■ GIVEN DATA ■

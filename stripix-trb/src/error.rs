//! miniTRB format error types.

use thiserror::Error;

/// Result type for miniTRB decoding operations.
pub type Result<T> = std::result::Result<T, Error>;

/// Fatal framing errors for a data file.
///
/// Running out of complete events is not an error; see
/// [`Truncation`](crate::events::Truncation).
#[derive(Error, Debug, Clone, PartialEq, Eq)]
pub enum Error {
    /// A sentinel byte pair was not found before the end of the data.
    #[error("{sentinel} sentinel not found in {scanned_bytes} bytes")]
    SentinelNotFound {
        sentinel: &'static str,
        scanned_bytes: usize,
    },

    /// The data-kind byte does not announce raw data.
    #[error("unsupported data format at offset {offset}: kind {kind:?} is not raw (0xa0)")]
    UnsupportedFormat { kind: Option<u8>, offset: usize },

    /// The version word is not a known hardware revision.
    #[error("unknown hardware version {marker:#06x} at offset {offset}")]
    UnknownHardwareVersion { marker: u16, offset: usize },

    /// The header lies too close to a boundary to hold the version word.
    #[error("file header truncated: no version word at offset {offset:?}")]
    HeaderTruncated { offset: Option<usize> },
}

■ WHAT IS REQUIRED ■
Copy each line of the listing that includes "kind".

■ FINAL ANSWER ■
    /// The data-kind byte does not announce raw data.
    #[error("unsupported data format at offset {offset}: kind {kind:?} is not raw (0xa0)")]
    UnsupportedFormat { kind: Option<u8>, offset: usize },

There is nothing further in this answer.